Exercise data:
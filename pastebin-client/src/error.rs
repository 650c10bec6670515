//! Error types for the pastebin client

use thiserror::Error;

/// Errors that can occur when using the pastebin client
#[derive(Error, Debug)]
pub enum PastebinError {
    /// HTTP request failed
    #[error("HTTP request failed: {0}")]
    Request(#[from] reqwest::Error),

    /// Invalid HTTP status code received
    #[error("Invalid HTTP status: {status}")]
    InvalidStatus {
        /// The status code that was received
        status: reqwest::StatusCode,
    },

    /// Response body is not valid UTF-8
    #[error("Failed to decode response as UTF-8")]
    Encoding,

    /// Failed to decode a JSON response body
    #[error("Failed to decode JSON response: {0}")]
    Decode(#[from] serde_json::Error),

    /// Failed to parse an XML or HTML response
    #[error("Failed to parse response: {0}")]
    Parse(&'static str),

    /// The API answered with a `Bad API request` message
    #[error("Pastebin API error: {0}")]
    Api(String),

    /// The operation needs a developer key and none was configured
    #[error("No developer key configured")]
    MissingDevKey,

    /// The operation needs a user key; call `authenticate` first
    #[error("No user key available, authenticate first")]
    MissingUserKey,

    /// Failed to read paste content from disk
    #[error("IO error: {0}")]
    Io(#[from] std::io::Error),

    /// Client initialization failed
    #[error("Client initialization failed: {0}")]
    ClientInit(String),
}

impl PastebinError {
    /// The HTTP status behind this error, if there is one
    pub fn status(&self) -> Option<reqwest::StatusCode> {
        match self {
            PastebinError::InvalidStatus { status } => Some(*status),
            PastebinError::Request(err) => err.status(),
            _ => None,
        }
    }
}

Instructions to follow:
Output the records in full. Keep every character as it is.

Written reply:
filename pastebin-client/src/error.rs
repository 650c10bec6670515
//! Error types for the pastebin client

use thiserror::Error;

/// Errors that can occur when using the pastebin client
#[derive(Error, Debug)]
pub enum PastebinError {
    /// HTTP request failed
    #[error("HTTP request failed: {0}")]
    Request(#[from] reqwest::Error),

    /// Invalid HTTP status code received
    #[error("Invalid HTTP status: {status}")]
    InvalidStatus {
        /// The status code that was received
        status: reqwest::StatusCode,
    },

    /// Response body is not valid UTF-8
    #[error("Failed to decode response as UTF-8")]
    Encoding,

    /// Failed to decode a JSON response body
    #[error("Failed to decode JSON response: {0}")]
    Decode(#[from] serde_json::Error),

    /// Failed to parse an XML or HTML response
    #[error("Failed to parse response: {0}")]
    Parse(&'static str),

    /// The API answered with a `Bad API request` message
    #[error("Pastebin API error: {0}")]
    Api(String),

    /// The operation needs a developer key and none was configured
    #[error("No developer key configured")]
    MissingDevKey,

    /// The operation needs a user key; call `authenticate` first
    #[error("No user key available, authenticate first")]
    MissingUserKey,

    /// Failed to read paste content from disk
    #[error("IO error: {0}")]
    Io(#[from] std::io::Error),

    /// Client initialization failed
    #[error("Client initialization failed: {0}")]
    ClientInit(String),
}

impl PastebinError {
    /// The HTTP status behind this error, if there is one
    pub fn status(&self) -> Option<reqwest::StatusCode> {
        match self {
            PastebinError::InvalidStatus { status } => Some(*status),
            PastebinError::Request(err) => err.status(),
            _ => None,
        }
    }
}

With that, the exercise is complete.